** Records supplied follows **

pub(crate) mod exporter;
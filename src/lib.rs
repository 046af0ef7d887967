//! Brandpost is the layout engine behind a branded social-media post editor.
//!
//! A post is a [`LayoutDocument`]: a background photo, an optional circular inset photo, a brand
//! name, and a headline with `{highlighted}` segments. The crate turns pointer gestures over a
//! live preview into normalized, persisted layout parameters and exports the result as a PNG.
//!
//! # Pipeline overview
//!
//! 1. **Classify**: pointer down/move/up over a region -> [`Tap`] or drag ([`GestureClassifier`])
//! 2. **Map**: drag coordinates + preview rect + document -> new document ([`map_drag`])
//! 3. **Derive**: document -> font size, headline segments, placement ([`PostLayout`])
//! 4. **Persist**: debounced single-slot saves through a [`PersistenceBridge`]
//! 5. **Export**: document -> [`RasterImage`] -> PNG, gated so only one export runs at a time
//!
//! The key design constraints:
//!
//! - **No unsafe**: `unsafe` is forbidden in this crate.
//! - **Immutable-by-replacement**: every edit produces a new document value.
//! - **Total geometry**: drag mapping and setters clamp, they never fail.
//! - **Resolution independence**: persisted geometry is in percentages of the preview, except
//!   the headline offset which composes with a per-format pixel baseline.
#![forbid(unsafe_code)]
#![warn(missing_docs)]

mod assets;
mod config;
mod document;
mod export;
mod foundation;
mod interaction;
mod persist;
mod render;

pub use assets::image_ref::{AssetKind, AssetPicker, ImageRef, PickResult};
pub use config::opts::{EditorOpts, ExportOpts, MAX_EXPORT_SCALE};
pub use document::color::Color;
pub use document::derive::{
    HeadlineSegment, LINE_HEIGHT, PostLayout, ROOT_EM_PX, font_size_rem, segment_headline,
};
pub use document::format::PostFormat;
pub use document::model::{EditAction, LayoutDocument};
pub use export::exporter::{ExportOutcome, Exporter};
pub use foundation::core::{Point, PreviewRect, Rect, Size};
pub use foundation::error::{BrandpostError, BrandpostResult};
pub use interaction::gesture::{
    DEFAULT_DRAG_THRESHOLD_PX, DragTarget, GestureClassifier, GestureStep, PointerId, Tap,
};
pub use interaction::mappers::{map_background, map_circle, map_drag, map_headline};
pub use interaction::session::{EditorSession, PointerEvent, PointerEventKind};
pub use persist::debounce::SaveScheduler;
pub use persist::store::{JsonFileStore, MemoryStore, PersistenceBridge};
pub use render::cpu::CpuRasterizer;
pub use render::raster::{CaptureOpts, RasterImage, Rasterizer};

** End of Records supplied **
** Records supplied follows **

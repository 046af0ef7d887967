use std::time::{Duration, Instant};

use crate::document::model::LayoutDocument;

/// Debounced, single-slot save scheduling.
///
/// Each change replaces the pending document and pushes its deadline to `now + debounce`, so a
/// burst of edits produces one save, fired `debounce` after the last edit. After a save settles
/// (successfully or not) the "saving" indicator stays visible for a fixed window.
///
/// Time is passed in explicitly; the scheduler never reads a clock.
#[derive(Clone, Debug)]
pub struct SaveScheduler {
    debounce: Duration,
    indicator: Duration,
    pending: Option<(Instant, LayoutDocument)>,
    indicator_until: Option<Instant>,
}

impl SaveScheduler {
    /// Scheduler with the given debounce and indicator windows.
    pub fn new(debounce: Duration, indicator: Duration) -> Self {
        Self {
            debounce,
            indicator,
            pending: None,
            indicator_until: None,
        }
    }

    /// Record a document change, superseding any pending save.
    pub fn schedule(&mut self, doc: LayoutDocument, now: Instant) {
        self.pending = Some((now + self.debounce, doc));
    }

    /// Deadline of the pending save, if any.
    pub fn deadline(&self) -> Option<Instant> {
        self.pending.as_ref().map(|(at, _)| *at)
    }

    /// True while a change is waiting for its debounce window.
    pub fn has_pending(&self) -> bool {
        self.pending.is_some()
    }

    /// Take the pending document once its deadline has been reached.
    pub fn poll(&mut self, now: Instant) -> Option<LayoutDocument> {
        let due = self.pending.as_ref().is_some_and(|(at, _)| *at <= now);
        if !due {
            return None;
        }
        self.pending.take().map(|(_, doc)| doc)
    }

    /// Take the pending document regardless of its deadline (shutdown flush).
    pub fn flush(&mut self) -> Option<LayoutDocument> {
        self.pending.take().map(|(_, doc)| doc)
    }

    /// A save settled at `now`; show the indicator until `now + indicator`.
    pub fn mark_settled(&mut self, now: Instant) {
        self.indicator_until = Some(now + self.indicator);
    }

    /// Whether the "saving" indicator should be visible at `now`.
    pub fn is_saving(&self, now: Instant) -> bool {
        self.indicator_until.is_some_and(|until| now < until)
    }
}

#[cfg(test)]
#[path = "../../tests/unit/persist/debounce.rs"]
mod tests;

** End of Records supplied **

From the data above, copy each line that holds "flush".

» **Exercise output**
    /// Take the pending document regardless of its deadline (shutdown flush).
    pub fn flush(&mut self) -> Option<LayoutDocument> {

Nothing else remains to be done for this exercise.